• [Task statement]:
From the entries below, copy every line where the string "Deserialize" appears.

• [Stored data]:
- Opening Delimiter -
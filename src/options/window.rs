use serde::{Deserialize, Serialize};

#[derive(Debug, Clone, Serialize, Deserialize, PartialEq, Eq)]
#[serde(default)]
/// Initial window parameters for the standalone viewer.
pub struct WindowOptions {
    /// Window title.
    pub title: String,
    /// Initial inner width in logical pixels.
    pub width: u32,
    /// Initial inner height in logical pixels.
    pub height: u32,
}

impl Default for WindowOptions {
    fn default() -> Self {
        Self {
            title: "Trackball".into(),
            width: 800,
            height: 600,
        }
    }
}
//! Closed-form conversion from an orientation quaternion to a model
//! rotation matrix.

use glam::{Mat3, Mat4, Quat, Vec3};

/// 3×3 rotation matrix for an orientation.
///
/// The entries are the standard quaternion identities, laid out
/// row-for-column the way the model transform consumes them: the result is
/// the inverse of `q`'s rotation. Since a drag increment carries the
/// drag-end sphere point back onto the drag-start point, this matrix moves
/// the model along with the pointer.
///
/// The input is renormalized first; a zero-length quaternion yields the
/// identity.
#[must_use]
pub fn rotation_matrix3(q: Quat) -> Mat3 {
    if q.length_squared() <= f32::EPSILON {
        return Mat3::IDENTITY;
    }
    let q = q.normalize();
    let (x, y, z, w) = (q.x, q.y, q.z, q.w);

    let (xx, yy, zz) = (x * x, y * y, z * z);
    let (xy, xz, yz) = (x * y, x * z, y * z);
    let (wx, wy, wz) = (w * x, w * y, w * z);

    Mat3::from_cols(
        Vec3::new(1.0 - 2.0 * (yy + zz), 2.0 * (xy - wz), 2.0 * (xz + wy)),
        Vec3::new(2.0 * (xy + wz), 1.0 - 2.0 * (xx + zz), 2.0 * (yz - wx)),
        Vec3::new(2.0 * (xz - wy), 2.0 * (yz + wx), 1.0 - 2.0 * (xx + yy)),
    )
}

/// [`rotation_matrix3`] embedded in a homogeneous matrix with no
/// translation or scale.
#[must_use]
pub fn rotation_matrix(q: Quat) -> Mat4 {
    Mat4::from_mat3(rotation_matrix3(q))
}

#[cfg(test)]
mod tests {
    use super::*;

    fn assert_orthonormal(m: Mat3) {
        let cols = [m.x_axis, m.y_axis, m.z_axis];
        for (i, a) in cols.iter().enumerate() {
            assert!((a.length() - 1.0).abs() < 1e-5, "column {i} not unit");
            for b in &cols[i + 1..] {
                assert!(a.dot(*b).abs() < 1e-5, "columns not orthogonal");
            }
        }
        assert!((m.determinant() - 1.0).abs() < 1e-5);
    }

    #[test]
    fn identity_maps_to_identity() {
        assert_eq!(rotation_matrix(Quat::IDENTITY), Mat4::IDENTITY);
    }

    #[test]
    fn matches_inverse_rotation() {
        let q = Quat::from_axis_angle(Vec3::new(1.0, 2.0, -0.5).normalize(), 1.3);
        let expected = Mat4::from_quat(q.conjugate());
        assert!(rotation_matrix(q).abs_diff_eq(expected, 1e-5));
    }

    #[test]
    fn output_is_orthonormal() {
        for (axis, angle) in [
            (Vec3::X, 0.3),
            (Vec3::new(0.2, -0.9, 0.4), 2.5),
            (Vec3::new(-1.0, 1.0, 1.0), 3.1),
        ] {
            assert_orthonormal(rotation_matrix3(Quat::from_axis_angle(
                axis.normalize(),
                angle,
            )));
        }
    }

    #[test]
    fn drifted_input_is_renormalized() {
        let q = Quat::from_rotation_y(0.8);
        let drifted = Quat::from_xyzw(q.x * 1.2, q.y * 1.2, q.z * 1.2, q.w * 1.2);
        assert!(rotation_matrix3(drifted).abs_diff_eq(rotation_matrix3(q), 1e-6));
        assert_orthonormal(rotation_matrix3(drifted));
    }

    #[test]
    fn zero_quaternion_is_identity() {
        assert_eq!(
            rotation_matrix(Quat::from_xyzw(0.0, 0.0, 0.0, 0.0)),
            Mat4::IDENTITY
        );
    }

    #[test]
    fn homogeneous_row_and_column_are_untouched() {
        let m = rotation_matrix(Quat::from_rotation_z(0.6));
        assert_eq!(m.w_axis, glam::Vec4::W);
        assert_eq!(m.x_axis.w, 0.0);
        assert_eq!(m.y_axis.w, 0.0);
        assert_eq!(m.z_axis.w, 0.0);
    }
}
- Closing Delimiter -
- Opening Delimiter -
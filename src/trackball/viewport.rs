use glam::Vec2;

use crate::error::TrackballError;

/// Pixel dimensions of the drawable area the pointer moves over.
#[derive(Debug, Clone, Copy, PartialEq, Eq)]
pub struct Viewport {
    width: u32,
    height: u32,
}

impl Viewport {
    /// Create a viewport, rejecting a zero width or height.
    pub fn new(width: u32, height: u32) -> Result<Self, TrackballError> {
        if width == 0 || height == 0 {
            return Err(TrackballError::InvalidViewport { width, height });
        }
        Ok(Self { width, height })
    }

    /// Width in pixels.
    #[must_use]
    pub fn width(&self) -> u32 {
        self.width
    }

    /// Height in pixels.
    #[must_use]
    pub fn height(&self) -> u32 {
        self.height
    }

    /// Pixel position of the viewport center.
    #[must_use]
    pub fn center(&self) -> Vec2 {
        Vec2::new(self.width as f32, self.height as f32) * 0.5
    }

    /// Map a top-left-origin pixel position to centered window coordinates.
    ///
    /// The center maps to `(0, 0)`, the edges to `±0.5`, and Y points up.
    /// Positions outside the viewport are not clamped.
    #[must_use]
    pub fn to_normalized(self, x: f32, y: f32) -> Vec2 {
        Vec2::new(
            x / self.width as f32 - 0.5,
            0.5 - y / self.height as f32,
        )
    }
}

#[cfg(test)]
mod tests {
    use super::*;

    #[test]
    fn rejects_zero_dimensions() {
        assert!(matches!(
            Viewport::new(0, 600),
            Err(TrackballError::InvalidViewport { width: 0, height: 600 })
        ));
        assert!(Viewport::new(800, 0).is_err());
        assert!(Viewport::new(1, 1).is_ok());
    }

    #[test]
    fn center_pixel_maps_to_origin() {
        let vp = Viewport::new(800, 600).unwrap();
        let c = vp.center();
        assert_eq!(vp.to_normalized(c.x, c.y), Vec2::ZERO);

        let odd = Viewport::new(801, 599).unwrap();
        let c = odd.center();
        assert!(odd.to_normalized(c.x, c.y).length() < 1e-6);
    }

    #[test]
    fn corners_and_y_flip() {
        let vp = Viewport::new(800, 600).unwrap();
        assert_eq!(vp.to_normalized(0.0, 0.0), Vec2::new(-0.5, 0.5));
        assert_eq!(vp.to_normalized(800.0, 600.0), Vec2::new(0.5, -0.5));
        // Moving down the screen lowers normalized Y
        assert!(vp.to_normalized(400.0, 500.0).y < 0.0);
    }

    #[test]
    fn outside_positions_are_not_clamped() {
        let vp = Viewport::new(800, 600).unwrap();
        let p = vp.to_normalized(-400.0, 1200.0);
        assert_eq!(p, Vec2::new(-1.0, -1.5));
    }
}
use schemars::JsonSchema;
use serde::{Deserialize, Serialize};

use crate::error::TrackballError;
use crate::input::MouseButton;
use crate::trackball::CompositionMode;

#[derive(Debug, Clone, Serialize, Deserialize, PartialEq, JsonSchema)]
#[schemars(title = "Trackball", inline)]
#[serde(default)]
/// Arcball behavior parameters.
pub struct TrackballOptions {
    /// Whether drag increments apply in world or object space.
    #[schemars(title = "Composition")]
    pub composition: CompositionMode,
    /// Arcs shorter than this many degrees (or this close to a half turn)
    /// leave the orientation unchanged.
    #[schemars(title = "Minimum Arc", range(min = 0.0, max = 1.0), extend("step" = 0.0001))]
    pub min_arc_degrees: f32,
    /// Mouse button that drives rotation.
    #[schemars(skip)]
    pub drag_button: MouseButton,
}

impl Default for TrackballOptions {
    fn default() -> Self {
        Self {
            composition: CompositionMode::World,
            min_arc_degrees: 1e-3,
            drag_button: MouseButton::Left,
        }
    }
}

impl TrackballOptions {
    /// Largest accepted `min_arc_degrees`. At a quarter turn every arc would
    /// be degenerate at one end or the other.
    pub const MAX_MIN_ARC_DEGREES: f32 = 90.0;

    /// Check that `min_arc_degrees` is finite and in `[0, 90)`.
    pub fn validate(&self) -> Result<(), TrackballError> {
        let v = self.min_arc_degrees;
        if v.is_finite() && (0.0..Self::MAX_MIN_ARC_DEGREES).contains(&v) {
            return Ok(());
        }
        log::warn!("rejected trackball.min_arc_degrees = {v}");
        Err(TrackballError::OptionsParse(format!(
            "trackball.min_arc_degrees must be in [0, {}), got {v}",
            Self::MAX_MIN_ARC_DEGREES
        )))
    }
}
- Closing Delimiter -
• [Solved problem]:
use serde::{Deserialize, Serialize};
#[derive(Debug, Clone, Serialize, Deserialize, PartialEq, Eq)]
use serde::{Deserialize, Serialize};
#[derive(Debug, Clone, Serialize, Deserialize, PartialEq, JsonSchema)]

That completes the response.